With Yom Kippur – one of the holiest days of the Jewish year – quickly approaching, many people are preparing for their fast, which is observed from sundown one day to sundown the next day. For people with diabetes, fasting can sometimes be challenging, but with the right precautions, fasting can be done in a safe and healthy environment.

Is fasting required?

Although fasting is an important aspect of Yom Kippur, the Torah states that fasting is not required, especially if it puts your health at risk. This includes children, pregnant or breastfeeding women, the elderly and anyone who might make themselves ill by fasting.  This also includes people with poorly controlled diabetes, and specifically, people with type 1 diabetes who take insulin or type 2 on a mixed insulin regimen or those who often have very high or very low blood glucose levels.

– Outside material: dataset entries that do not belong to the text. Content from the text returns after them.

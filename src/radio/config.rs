//! Radio timing configuration
//!
//! Everything the radio needs to turn byte-times and microseconds into MCU
//! clock cycles, plus the seed of the link-quality generator.

use crate::constants::{DEFAULT_BIT_RATE, DEFAULT_CLOCK_HZ, DEFAULT_LEAD_BITS};
use crate::error::RadioError;
use serde::{Deserialize, Serialize};
use std::path::Path;

/// Timing configuration of a simulated radio
///
/// # Examples
///
/// ```rust
/// use rfa1_radio::radio::config::RadioConfig;
///
/// let config = RadioConfig::default();
/// assert_eq!(config.cycles_per_byte(), 512);
/// assert_eq!(config.us_to_cycles(384), 6144);
/// ```
#[derive(Debug, Clone, Copy, PartialEq, Eq, Serialize, Deserialize)]
#[serde(default)]
pub struct RadioConfig {
    /// MCU crystal frequency in Hz
    pub clock_hz: u32,

    /// Air bit rate in bit/s (250 kbit/s for O-QPSK at 2.4 GHz)
    pub bit_rate: u32,

    /// PLL lock lead time before the first transmitted byte, in bit-times
    pub lead_bits: u32,

    /// Seed of the link-quality generator
    pub seed: u64,
}

impl Default for RadioConfig {
    fn default() -> Self {
        Self {
            clock_hz: DEFAULT_CLOCK_HZ,
            bit_rate: DEFAULT_BIT_RATE,
            lead_bits: DEFAULT_LEAD_BITS,
            seed: 0,
        }
    }
}

impl RadioConfig {
    /// Load and validate a configuration from a JSON file
    pub fn from_json_file(path: impl AsRef<Path>) -> Result<Self, RadioError> {
        let text = std::fs::read_to_string(path.as_ref())?;
        let config: RadioConfig = serde_json::from_str(&text)?;
        config.validate()?;
        Ok(config)
    }

    /// Check that the clock can resolve at least one cycle per bit.
    pub fn validate(&self) -> Result<(), RadioError> {
        if self.clock_hz == 0 {
            return Err(RadioError::InvalidConfig("clock_hz must be nonzero".into()));
        }
        if self.bit_rate == 0 {
            return Err(RadioError::InvalidConfig("bit_rate must be nonzero".into()));
        }
        if self.clock_hz < self.bit_rate {
            return Err(RadioError::InvalidConfig(format!(
                "clock_hz ({}) must not be below bit_rate ({})",
                self.clock_hz, self.bit_rate
            )));
        }
        Ok(())
    }

    /// MCU cycles per transmitted bit
    pub fn cycles_per_bit(&self) -> u64 {
        self.clock_hz as u64 / self.bit_rate.max(1) as u64
    }

    /// MCU cycles per transmitted byte, the radio's tick
    pub fn cycles_per_byte(&self) -> u64 {
        self.clock_hz as u64 * 8 / self.bit_rate.max(1) as u64
    }

    /// Lead time before the first preamble byte, in cycles
    ///
    /// Higher output power settings (lower `PHY_TX_PWR[3:0]`) add up to 15
    /// bit-times of extra PA ramp-up.
    pub fn lead_cycles(&self, phy_tx_pwr: u8) -> u64 {
        let ramp_bits = 15 - (phy_tx_pwr & 0x0F) as u64;
        (self.lead_bits as u64 + ramp_bits) * self.cycles_per_bit()
    }

    pub fn us_to_cycles(&self, us: u64) -> u64 {
        us * self.clock_hz as u64 / 1_000_000
    }

    pub fn cycles_to_us(&self, cycles: u64) -> f64 {
        cycles as f64 * 1_000_000.0 / self.clock_hz as f64
    }
}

I know many people with diabetes who fast and don’t have a problem.  Is it okay for me?

It is true, many people with diabetes can fast safely, but each person is different. Part of the decision you will make with your doctor has to do with the kind of diabetes medicine you take. It is important to schedule an appointment 2-3 months before Yom Kippur to discuss how fasting might affect your diabetes. Your doctor or healthcare provider may suggest a change in your medication plan.

What risks should I be aware of?

These are the key risks:
• Low blood glucose (or hypoglycemia) – The risk of blood glucose levels going too low is highest in people taking insulin or certain diabetes pills. Limit physical activity during fasting hours and be more active after sunset.  Talk with your healthcare provider to find out if your medicine puts you at risk for low blood glucose and discuss how to prevent it. 
• High blood glucose (or hyperglycemia) – While low blood glucose levels may happen during the day, after the fast is broken, there is a greater risk to overeat.  Watch out for eating too many carbohydrates and keep the portion sizes moderate during the break fast.  
• Dehydration – This is especially a problem during the longer and hotter summer days.  Aim to drink sugar free and caffeine free drinks on Kol Nidre, the night before Yom Kippur.
I was told to not check my blood glucose during the day as it will break the fast. Is that true?

Checking blood glucose will not break a fast! It is important to monitor blood glucose levels especially to identify a low glucose level.  A fast will have to be ended if glucose levels fall too low (below 70 mg/dl)

How is low blood glucose treated?

If glucose levels do fall below 70, take 15 grams of carbohydrate in the form of one of these:  4 glucose tablets, 6 oz regular soda, 4 oz fruit juice or 1 tube glucose gel.  Wait 15 minutes and recheck again.  Follow with a snack if the evening meal is not for more than an hour. 

Do I stop taking medicine during Yom Kippur?

No, you continue taking your diabetes medicine, but your dosage may also change. This is one reason why it is very important to talk with your healthcare provider several months before Yom Kippur so you can plan ahead for how your diabetes medicines may need to change.

What foods should I consume and avoid when breaking my fast?

When breaking your fast you should be cautious about consuming too many carbohydrates in one sitting, especially since break fast is usually a larger meal. You should do your best to keep the carbohydrate amounts as close to your meal goals as possible, and try to consume more protein and vegetables to fill yourself up, which will not aggravate your glycemic control.